Lifestyle has recently entered the health debate and concern has been expressed that, whilst rates of smoking, and the consumption of alcohol are increasing in the young, physical activity is decreasing. Unfortunately there have been relatively few studies which have provided detailed information about lifestyle from large nationally representative samples of young people.
Concern has been expressed that intensive training may have an adverse effect upon the young athletes' ability to make or retain lasting friendships as they are unable to share in the common activities of the peer group. There is also considerable anecdotal evidence to suggest that intensive training can affect the lifestyle of the whole family as parents become involved in various supporting roles.
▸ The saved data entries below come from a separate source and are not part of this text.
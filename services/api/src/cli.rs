use clap::{Args, Parser, Subcommand};
use clientdesk::error::AppError;

use crate::server;

#[derive(Parser, Debug)]
#[command(
    name = "Client Desk Console",
    about = "Run the intake and booking wizard service for the firm operations console",
    version
)]
struct Cli {
    #[command(subcommand)]
    command: Option<Command>,
}

#[derive(Subcommand, Debug)]
enum Command {
    /// Start the HTTP service (default command)
    Serve(ServeArgs),
}

#[derive(Args, Debug, Default)]
pub(crate) struct ServeArgs {
    /// Override the configured host for the HTTP server
    #[arg(long)]
    pub(crate) host: Option<String>,
    /// Override the configured port for the HTTP server
    #[arg(long)]
    pub(crate) port: Option<u16>,
}

pub(crate) async fn run() -> Result<(), AppError> {
    let cli = Cli::parse();
    let command = cli
        .command
        .unwrap_or_else(|| Command::Serve(ServeArgs::default()));

    match command {
        Command::Serve(args) => server::run(args).await,
    }
}
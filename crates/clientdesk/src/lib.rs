//! Core engine of the firm operations console: the step-gated intake and
//! booking wizards, the document-requirement resolver, field formatting,
//! and the static reference catalog they all read.

pub mod catalog;
pub mod config;
pub mod error;
pub mod sessions;
pub mod telemetry;
pub mod workflows;
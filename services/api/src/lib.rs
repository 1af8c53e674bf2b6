mod cli;
mod infra;
mod routes;
mod server;

use clientdesk::error::AppError;

pub async fn run() -> Result<(), AppError> {
    cli::run().await
}
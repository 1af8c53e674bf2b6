use std::collections::HashMap;
use std::sync::atomic::{AtomicU64, Ordering};
use std::sync::{Arc, Mutex};

use serde::{Deserialize, Serialize};
use tracing::warn;

use crate::catalog::{Catalog, ServiceDefinition};
use crate::workflows::booking::{self, BookingFlow, BookingStep};
use crate::workflows::intake::{self, IntakeFlow, IntakeStep};
use crate::workflows::wizard::{
    CatalogTag, Department, EntityType, FieldValue, FormatResult, FormatterId, RequirementEntry,
    SessionSnapshot, WizardError, WizardSession,
};

/// Which wizard variant a registered session runs.
#[derive(Debug, Clone, Copy, PartialEq, Eq, Serialize, Deserialize)]
#[serde(rename_all = "snake_case")]
pub enum FlowKind {
    Intake,
    Booking,
}

impl FlowKind {
    pub const fn as_str(self) -> &'static str {
        match self {
            Self::Intake => "intake",
            Self::Booking => "booking",
        }
    }

    pub fn parse(raw: &str) -> Option<Self> {
        match raw {
            "intake" => Some(Self::Intake),
            "booking" => Some(Self::Booking),
            _ => None,
        }
    }
}

/// A registered session of either flow. The engine stays generic; this
/// wrapper gives the registry and router one concrete type to hold.
#[derive(Debug)]
enum AnySession {
    Intake(WizardSession<IntakeFlow>),
    Booking(WizardSession<BookingFlow>),
}

impl AnySession {
    fn kind(&self) -> FlowKind {
        match self {
            Self::Intake(_) => FlowKind::Intake,
            Self::Booking(_) => FlowKind::Booking,
        }
    }

    fn tag_key(&self) -> &'static str {
        match self {
            Self::Intake(session) => session.entity_tag().key(),
            Self::Booking(session) => session.entity_tag().key(),
        }
    }

    fn current_step(&self) -> u8 {
        match self {
            Self::Intake(session) => session.current_step(),
            Self::Booking(session) => session.current_step(),
        }
    }

    fn step_count(&self) -> u8 {
        match self {
            Self::Intake(session) => session.step_count(),
            Self::Booking(session) => session.step_count(),
        }
    }

    fn is_step_valid(&self, step: u8) -> bool {
        match self {
            Self::Intake(session) => session.is_step_valid(step),
            Self::Booking(session) => session.is_step_valid(step),
        }
    }

    fn is_done(&self) -> bool {
        match self {
            Self::Intake(session) => session.is_done(),
            Self::Booking(session) => session.is_done(),
        }
    }

    fn set_field(&mut self, name: &str, value: FieldValue) {
        match self {
            Self::Intake(session) => session.set_field(name, value),
            Self::Booking(session) => session.set_field(name, value),
        }
    }

    fn set_tag(&mut self, raw: &str) -> Result<(), SessionServiceError> {
        match self {
            Self::Intake(session) => {
                let tag = EntityType::parse(raw).ok_or_else(|| SessionServiceError::UnknownTag {
                    kind: FlowKind::Intake,
                    tag: raw.to_string(),
                })?;
                session.set_entity_tag(tag);
            }
            Self::Booking(session) => {
                let tag = Department::parse(raw).ok_or_else(|| SessionServiceError::UnknownTag {
                    kind: FlowKind::Booking,
                    tag: raw.to_string(),
                })?;
                session.set_entity_tag(tag);
            }
        }
        Ok(())
    }

    fn advance(&mut self) -> Result<u8, WizardError> {
        match self {
            Self::Intake(session) => session.advance(),
            Self::Booking(session) => session.advance(),
        }
    }

    fn retreat(&mut self) -> u8 {
        match self {
            Self::Intake(session) => session.retreat(),
            Self::Booking(session) => session.retreat(),
        }
    }

    fn reset(&mut self) {
        match self {
            Self::Intake(session) => session.reset(),
            Self::Booking(session) => session.reset(),
        }
    }

    fn toggle_service(&mut self, name: &str) -> bool {
        match self {
            Self::Intake(session) => session.toggle_service(name),
            Self::Booking(session) => session.toggle_service(name),
        }
    }

    fn attach(&mut self, key: &str, file_ref: &str) {
        match self {
            Self::Intake(session) => session.attach(key, file_ref),
            Self::Booking(session) => session.attach(key, file_ref),
        }
    }

    fn detach(&mut self, key: &str) -> bool {
        match self {
            Self::Intake(session) => session.detach(key),
            Self::Booking(session) => session.detach(key),
        }
    }

    fn requirements(&self, catalog: &Catalog) -> Vec<RequirementEntry> {
        match self {
            Self::Intake(session) => session.requirements(catalog),
            Self::Booking(session) => session.requirements(catalog),
        }
    }

    fn snapshot(&self) -> SessionSnapshot {
        match self {
            Self::Intake(session) => session.snapshot(),
            Self::Booking(session) => session.snapshot(),
        }
    }

    fn confirm_submitted(&mut self) -> Result<(), WizardError> {
        match self {
            Self::Intake(session) => session.confirm_submitted(),
            Self::Booking(session) => session.confirm_submitted(),
        }
    }

    fn selected_services(&self) -> Vec<String> {
        match self {
            Self::Intake(session) => session.selected_services().iter().cloned().collect(),
            Self::Booking(session) => session.selected_services().iter().cloned().collect(),
        }
    }

    fn attachment_keys(&self) -> Vec<String> {
        match self {
            Self::Intake(session) => session.attachments().keys().cloned().collect(),
            Self::Booking(session) => session.attachments().keys().cloned().collect(),
        }
    }
}
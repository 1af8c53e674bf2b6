use std::collections::BTreeSet;

use tracing::warn;

use super::domain::RequirementEntry;
use crate::catalog::Catalog;

/// Resolve the ordered, deduplicated document-requirement set for a tag
/// and a service selection.
///
/// Ordering is catalog-driven: the tag's common requirements come first,
/// then each selected service's requirements in master-service-list order.
/// Selection order never influences the output. Duplicate names keep the
/// first occurrence, so a common requirement's `required` flag beats a
/// later service's redefinition of the same name.
pub fn resolve_requirements(
    catalog: &Catalog,
    tag: &str,
    selected: &BTreeSet<String>,
) -> Vec<RequirementEntry> {
    let mut resolved: Vec<RequirementEntry> = Vec::new();

    for entry in catalog.common_requirements(tag) {
        merge_entry(&mut resolved, entry, "common");
    }

    for service in catalog.services() {
        if selected.contains(&service.name) {
            for entry in &service.requirements {
                merge_entry(&mut resolved, entry, &service.name);
            }
        }
    }

    resolved
}

fn merge_entry(resolved: &mut Vec<RequirementEntry>, entry: &RequirementEntry, source: &str) {
    match resolved.iter().find(|kept| kept.name == entry.name) {
        Some(winner) => {
            if winner.required != entry.required {
                // First occurrence wins even when the flags disagree. Loud
                // enough for catalog authors to notice a same-named but
                // different-meaning requirement.
                warn!(
                    requirement = %entry.name,
                    kept_required = winner.required,
                    dropped_required = entry.required,
                    dropped_source = source,
                    "duplicate requirement name resolved first-wins"
                );
            }
        }
        None => resolved.push(entry.clone()),
    }
}

/// Attachment-registry key for a requirement: the bare name for common
/// requirements, `service + "-" + name` for service-specific ones so two
/// services requiring a same-named document stay distinct.
pub fn requirement_key(service: Option<&str>, requirement_name: &str) -> String {
    match service {
        Some(service) => format!("{service}-{requirement_name}"),
        None => requirement_name.to_string(),
    }
}
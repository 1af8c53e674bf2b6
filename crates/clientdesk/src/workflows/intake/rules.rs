use super::fields;
use crate::workflows::wizard::{EntityType, SessionData};

/// Basic info: individuals need a first name and surname of usable length;
/// every other entity type needs a business name instead. No other field
/// may influence this step.
pub(crate) fn basic_info_satisfied(entity_type: EntityType, data: &SessionData) -> bool {
    if entity_type.is_individual() {
        data.text_len(fields::FIRST_NAME) > 1 && data.text_len(fields::SURNAME) > 1
    } else {
        data.text_len(fields::BUSINESS_NAME) > 2
    }
}

/// Contact: the email check is deliberately weak (`contains '@'`). It is
/// the contract existing callers rely on, so it must not be tightened
/// here without flagging the behavior change.
pub(crate) fn contact_satisfied(data: &SessionData) -> bool {
    let email_plausible = data
        .text(fields::EMAIL)
        .map(|email| email.contains('@'))
        .unwrap_or(false);
    email_plausible && data.text_len(fields::PHONE) > 5
}

/// Identification: individuals need a chosen primary-ID type, a number of
/// usable length, and a date of birth. Non-individuals satisfy the step
/// with either government identifier (TIN or registration number).
pub(crate) fn identification_satisfied(entity_type: EntityType, data: &SessionData) -> bool {
    if entity_type.is_individual() {
        data.is_present(fields::ID_TYPE)
            && data.text_len(fields::ID_NUMBER) > 3
            && data.is_present(fields::DATE_OF_BIRTH)
    } else {
        data.text_len(fields::TIN) > 3 || data.text_len(fields::REG_NUMBER) > 3
    }
}
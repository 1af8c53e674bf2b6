use std::sync::atomic::Ordering;
use std::sync::Arc;

use axum::Extension;
use axum_prometheus::PrometheusMetricLayer;
use clientdesk::config::AppConfig;
use clientdesk::error::AppError;
use clientdesk::sessions::WizardSessionService;
use clientdesk::telemetry;
use tracing::info;

use crate::cli::ServeArgs;
use crate::infra::AppState;
use crate::routes::with_session_routes;

pub(crate) async fn run(mut args: ServeArgs) -> Result<(), AppError> {
    let mut config = AppConfig::load()?;

    if let Some(host) = args.host.take() {
        config.server.host = host;
    }
    if let Some(port) = args.port.take() {
        config.server.port = port;
    }

    telemetry::init(&config.telemetry)?;

    let (prometheus_layer, prometheus_handle) = PrometheusMetricLayer::pair();
    let state = AppState::new(Arc::new(prometheus_handle));
    let readiness = state.readiness.clone();
    let service = Arc::new(WizardSessionService::standard());

    let app = with_session_routes(service)
        .layer(prometheus_layer)
        .layer(Extension(state));

    let addr = config.server.socket_addr()?;
    let listener = tokio::net::TcpListener::bind(addr).await?;
    readiness.store(true, Ordering::Release);

    info!(?config.environment, %addr, "client desk console ready");

    axum::serve(listener, app).await?;
    Ok(())
}
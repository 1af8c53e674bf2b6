use crate::catalog::Catalog;
use crate::workflows::intake::{self, fields, IntakeFlow};
use crate::workflows::wizard::{EntityType, FieldValue, RequirementEntry, WizardSession};
use chrono::NaiveDate;

pub(super) fn individual_session() -> WizardSession<IntakeFlow> {
    intake::create_session(EntityType::Individual)
}

pub(super) fn company_session() -> WizardSession<IntakeFlow> {
    intake::create_session(EntityType::Company)
}

/// Fill the individual fields through the identification step so the
/// session can walk forward freely.
pub(super) fn fill_individual(session: &mut WizardSession<IntakeFlow>) {
    session.set_field(fields::FIRST_NAME, FieldValue::text("John"));
    session.set_field(fields::SURNAME, FieldValue::text("Doe"));
    session.set_field(fields::EMAIL, FieldValue::text("john@example.com"));
    session.set_field(fields::PHONE, FieldValue::text("555 010 2030"));
    session.set_field(fields::ID_TYPE, FieldValue::text("national-id"));
    session.set_field(fields::ID_NUMBER, FieldValue::text("123456789"));
    session.set_field(
        fields::DATE_OF_BIRTH,
        FieldValue::Date(NaiveDate::from_ymd_opt(1988, 4, 12).expect("valid date")),
    );
}

/// Catalog mirroring the common-vs-service requirement collision the
/// resolver must settle first-wins.
pub(super) fn collision_catalog() -> Catalog {
    Catalog::new()
        .with_common(
            "individual",
            vec![RequirementEntry::new("ID Copy", "identification", true)],
        )
        .with_service(
            "Tax Filing",
            vec![
                RequirementEntry::new("ID Copy", "identification", false),
                RequirementEntry::new("Tax Form", "form", true),
            ],
        )
}
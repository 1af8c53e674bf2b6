//! Four-step appointment-booking flow, the smaller sibling of intake.

use serde::{Deserialize, Serialize};

use crate::workflows::wizard::{Department, SessionData, WizardFlow, WizardSession};

/// The four steps of booking, 1-based.
#[derive(Debug, Clone, Copy, PartialEq, Eq, Serialize, Deserialize)]
#[serde(rename_all = "snake_case")]
pub enum BookingStep {
    Service,
    Details,
    Contact,
    Review,
}

pub const BOOKING_STEP_COUNT: u8 = 4;

impl BookingStep {
    pub const fn ordered() -> [Self; 4] {
        [Self::Service, Self::Details, Self::Contact, Self::Review]
    }

    pub const fn from_number(step: u8) -> Option<Self> {
        match step {
            1 => Some(Self::Service),
            2 => Some(Self::Details),
            3 => Some(Self::Contact),
            4 => Some(Self::Review),
            _ => None,
        }
    }

    pub const fn number(self) -> u8 {
        match self {
            Self::Service => 1,
            Self::Details => 2,
            Self::Contact => 3,
            Self::Review => 4,
        }
    }

    pub const fn label(self) -> &'static str {
        match self {
            Self::Service => "Service Selection",
            Self::Details => "Appointment Details",
            Self::Contact => "Contact Details",
            Self::Review => "Review & Confirm",
        }
    }
}

/// Field names the booking steps read.
pub mod fields {
    pub const FULL_NAME: &str = "full_name";
    pub const EMAIL: &str = "email";
    pub const PHONE: &str = "phone";
}

/// Step rules for booking. Same contact contract as intake; details only
/// need a usable client name, whichever department handles the request.
#[derive(Debug, Clone, Copy, Default)]
pub struct BookingFlow;

impl WizardFlow for BookingFlow {
    type Tag = Department;

    fn step_count(&self) -> u8 {
        BOOKING_STEP_COUNT
    }

    fn is_step_valid(&self, step: u8, _tag: Department, data: &SessionData) -> bool {
        match BookingStep::from_number(step) {
            Some(BookingStep::Details) => data.text_len(fields::FULL_NAME) > 1,
            Some(BookingStep::Contact) => {
                let email_plausible = data
                    .text(fields::EMAIL)
                    .map(|email| email.contains('@'))
                    .unwrap_or(false);
                email_plausible && data.text_len(fields::PHONE) > 5
            }
            Some(BookingStep::Service) | Some(BookingStep::Review) => true,
            None => false,
        }
    }
}

/// Fresh booking session at step 1 for the given department.
pub fn create_session(department: Department) -> WizardSession<BookingFlow> {
    WizardSession::new(BookingFlow, department)
}
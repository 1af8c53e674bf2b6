use std::collections::BTreeSet;

use super::common::collision_catalog;
use crate::catalog::Catalog;
use crate::workflows::wizard::{requirement_key, resolve_requirements, RequirementEntry};

fn selection(names: &[&str]) -> BTreeSet<String> {
    names.iter().map(|name| name.to_string()).collect()
}

#[test]
fn common_requirements_come_first_in_catalog_order() {
    let catalog = Catalog::standard_intake();
    let resolved = resolve_requirements(&catalog, "individual", &selection(&[]));

    let names: Vec<&str> = resolved.iter().map(|entry| entry.name.as_str()).collect();
    assert_eq!(names, vec!["ID Copy", "Proof of Address"]);
}

#[test]
fn service_requirements_follow_master_list_order_not_selection_order() {
    let catalog = Catalog::standard_intake();
    let forward = resolve_requirements(
        &catalog,
        "individual",
        &selection(&["Tax Filing", "Immigration Case"]),
    );
    let reverse = resolve_requirements(
        &catalog,
        "individual",
        &selection(&["Immigration Case", "Tax Filing"]),
    );

    assert_eq!(forward, reverse);

    let names: Vec<&str> = forward.iter().map(|entry| entry.name.as_str()).collect();
    // Tax Filing precedes Immigration Case in the master list.
    let tax_position = names
        .iter()
        .position(|name| *name == "Tax Clearance Form")
        .expect("tax requirement present");
    let passport_position = names
        .iter()
        .position(|name| *name == "Passport Copy")
        .expect("immigration requirement present");
    assert!(tax_position < passport_position);
}

#[test]
fn duplicate_names_resolve_first_wins_even_when_flags_differ() {
    let catalog = collision_catalog();
    let resolved = resolve_requirements(&catalog, "individual", &selection(&["Tax Filing"]));

    assert_eq!(
        resolved,
        vec![
            RequirementEntry::new("ID Copy", "identification", true),
            RequirementEntry::new("Tax Form", "form", true),
        ]
    );
}

#[test]
fn adding_a_service_never_removes_an_existing_requirement() {
    let catalog = Catalog::standard_intake();
    let smaller = resolve_requirements(&catalog, "company", &selection(&["Tax Filing"]));
    let larger = resolve_requirements(
        &catalog,
        "company",
        &selection(&["Tax Filing", "Payroll Support"]),
    );

    for entry in &smaller {
        assert!(
            larger.iter().any(|kept| kept.name == entry.name),
            "{} lost when the selection grew",
            entry.name
        );
    }
    assert!(larger.len() > smaller.len());
}

#[test]
fn shared_documents_across_services_appear_once() {
    let catalog = Catalog::standard_intake();
    // Both Tax Filing and Payroll Support list "Prior Year Returns".
    let resolved = resolve_requirements(
        &catalog,
        "individual",
        &selection(&["Tax Filing", "Payroll Support"]),
    );

    let count = resolved
        .iter()
        .filter(|entry| entry.name == "Prior Year Returns")
        .count();
    assert_eq!(count, 1);
    // Tax Filing defines it first, so its optional flag wins.
    let entry = resolved
        .iter()
        .find(|entry| entry.name == "Prior Year Returns")
        .expect("present");
    assert!(!entry.required);
}

#[test]
fn common_entry_beats_service_redefinition_in_the_standard_catalog() {
    let catalog = Catalog::standard_intake();
    let resolved = resolve_requirements(
        &catalog,
        "company",
        &selection(&["Company Registration"]),
    );

    let certificate = resolved
        .iter()
        .find(|entry| entry.name == "Certificate of Incorporation")
        .expect("present");
    assert!(certificate.required, "common entry's flag must survive");
}

#[test]
fn resolution_is_pure_and_repeatable() {
    let catalog = Catalog::standard_intake();
    let selected = selection(&["Immigration Case"]);
    let first = resolve_requirements(&catalog, "individual", &selected);
    let second = resolve_requirements(&catalog, "individual", &selected);
    assert_eq!(first, second);
}

#[test]
fn booking_tags_without_a_common_set_resolve_service_entries_only() {
    let catalog = Catalog::standard_booking();
    let resolved = resolve_requirements(
        &catalog,
        "tax_advisory",
        &selection(&["Visa Application Review"]),
    );

    let names: Vec<&str> = resolved.iter().map(|entry| entry.name.as_str()).collect();
    assert_eq!(names, vec!["Passport Copy", "Current Visa"]);
}

#[test]
fn requirement_keys_disambiguate_service_specific_documents() {
    assert_eq!(requirement_key(None, "ID Copy"), "ID Copy");
    assert_eq!(
        requirement_key(Some("Tax Filing"), "ID Copy"),
        "Tax Filing-ID Copy"
    );
}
The report also considers the effect that intensive training has upon those lifestyle issues which have provoked most concern amongst health educationalists and the medical profession - smoking rates, alcohol consumption and use of leisure time.
Editor's comments - [ This (1993 TOYA) report describes the lifestyles of children involved in intensive sports training and, where possible, compares their behaviour with that of young people generally. ] Reference this?Cryer, J. (Year). This page title in italics. Retrieved date, from In the text: Cryer (year)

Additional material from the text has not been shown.